WHAT YOU ARE ASKED TO DO: Select from the data all lines with the word "pending".

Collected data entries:

┌──

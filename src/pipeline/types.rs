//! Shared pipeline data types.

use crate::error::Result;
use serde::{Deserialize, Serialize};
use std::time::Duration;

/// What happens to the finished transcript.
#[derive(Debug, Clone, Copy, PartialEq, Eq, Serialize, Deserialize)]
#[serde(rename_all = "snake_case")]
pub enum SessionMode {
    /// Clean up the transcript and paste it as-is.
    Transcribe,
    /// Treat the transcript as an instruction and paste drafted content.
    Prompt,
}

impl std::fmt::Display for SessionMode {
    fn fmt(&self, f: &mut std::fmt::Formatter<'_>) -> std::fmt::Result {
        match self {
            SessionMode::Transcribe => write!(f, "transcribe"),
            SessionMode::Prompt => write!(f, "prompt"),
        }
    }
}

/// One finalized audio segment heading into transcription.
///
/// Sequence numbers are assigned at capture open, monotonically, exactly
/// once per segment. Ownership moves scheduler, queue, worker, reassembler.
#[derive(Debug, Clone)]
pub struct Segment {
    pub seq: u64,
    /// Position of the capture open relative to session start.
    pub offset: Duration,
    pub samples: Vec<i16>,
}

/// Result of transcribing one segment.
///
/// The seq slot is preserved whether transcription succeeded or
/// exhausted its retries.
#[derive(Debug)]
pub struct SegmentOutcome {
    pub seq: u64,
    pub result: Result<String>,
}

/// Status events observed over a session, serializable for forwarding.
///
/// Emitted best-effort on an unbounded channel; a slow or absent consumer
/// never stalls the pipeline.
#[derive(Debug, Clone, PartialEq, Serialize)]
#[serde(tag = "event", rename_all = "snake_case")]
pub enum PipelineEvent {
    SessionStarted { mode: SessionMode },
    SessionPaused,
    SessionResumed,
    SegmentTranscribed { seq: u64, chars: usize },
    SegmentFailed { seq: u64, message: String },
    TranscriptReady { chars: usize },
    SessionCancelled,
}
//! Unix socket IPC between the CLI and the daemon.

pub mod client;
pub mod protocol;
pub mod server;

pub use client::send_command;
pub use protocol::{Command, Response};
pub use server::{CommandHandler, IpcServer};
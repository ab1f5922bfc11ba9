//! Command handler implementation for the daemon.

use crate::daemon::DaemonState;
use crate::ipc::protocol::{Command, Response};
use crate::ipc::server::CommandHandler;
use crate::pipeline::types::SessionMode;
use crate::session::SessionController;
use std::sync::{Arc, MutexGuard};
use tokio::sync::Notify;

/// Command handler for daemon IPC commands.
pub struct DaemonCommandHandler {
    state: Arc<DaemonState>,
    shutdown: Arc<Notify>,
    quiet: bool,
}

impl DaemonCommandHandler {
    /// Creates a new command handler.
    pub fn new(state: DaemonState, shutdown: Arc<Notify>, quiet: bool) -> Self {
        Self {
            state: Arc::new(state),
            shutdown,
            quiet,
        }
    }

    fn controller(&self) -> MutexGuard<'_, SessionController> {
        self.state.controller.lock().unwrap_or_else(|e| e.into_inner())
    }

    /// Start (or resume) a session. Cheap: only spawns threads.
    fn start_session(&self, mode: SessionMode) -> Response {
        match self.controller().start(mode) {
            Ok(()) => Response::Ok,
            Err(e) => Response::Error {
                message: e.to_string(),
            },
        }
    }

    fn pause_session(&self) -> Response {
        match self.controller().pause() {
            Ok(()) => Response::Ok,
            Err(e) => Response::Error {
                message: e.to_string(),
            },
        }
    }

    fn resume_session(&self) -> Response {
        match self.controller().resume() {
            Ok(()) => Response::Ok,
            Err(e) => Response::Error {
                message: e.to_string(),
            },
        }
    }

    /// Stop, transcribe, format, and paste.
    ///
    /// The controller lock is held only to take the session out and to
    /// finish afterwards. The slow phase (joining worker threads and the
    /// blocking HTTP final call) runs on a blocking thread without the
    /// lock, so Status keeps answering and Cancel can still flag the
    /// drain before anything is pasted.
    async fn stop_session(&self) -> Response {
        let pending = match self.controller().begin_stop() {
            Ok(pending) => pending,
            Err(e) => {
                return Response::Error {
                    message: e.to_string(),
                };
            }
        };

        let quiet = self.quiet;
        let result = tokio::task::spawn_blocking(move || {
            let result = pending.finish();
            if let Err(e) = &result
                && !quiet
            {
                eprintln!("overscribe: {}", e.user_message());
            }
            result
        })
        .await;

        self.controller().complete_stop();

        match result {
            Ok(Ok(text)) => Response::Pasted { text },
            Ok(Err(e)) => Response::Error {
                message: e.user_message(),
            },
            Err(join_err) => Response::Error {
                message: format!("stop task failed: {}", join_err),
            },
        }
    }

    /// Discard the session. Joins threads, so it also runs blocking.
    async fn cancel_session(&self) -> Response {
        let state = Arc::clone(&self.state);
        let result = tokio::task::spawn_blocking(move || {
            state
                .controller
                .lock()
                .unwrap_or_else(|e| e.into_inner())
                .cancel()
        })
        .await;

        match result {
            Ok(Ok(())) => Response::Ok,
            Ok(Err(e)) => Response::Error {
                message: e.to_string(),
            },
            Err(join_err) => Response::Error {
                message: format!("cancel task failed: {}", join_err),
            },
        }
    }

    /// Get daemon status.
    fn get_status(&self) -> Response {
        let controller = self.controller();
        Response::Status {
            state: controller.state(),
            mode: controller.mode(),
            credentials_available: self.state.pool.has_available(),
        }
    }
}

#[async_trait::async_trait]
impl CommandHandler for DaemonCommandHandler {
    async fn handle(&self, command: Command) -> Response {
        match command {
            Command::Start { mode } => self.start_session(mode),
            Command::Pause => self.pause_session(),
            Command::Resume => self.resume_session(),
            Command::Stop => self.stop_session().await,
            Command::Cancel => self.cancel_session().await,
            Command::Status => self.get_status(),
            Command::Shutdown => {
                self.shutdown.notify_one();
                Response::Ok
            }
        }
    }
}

└──

RESPONSE BELOW:
        let pending = match self.controller().begin_stop() {
            Ok(pending) => pending,
            let result = pending.finish();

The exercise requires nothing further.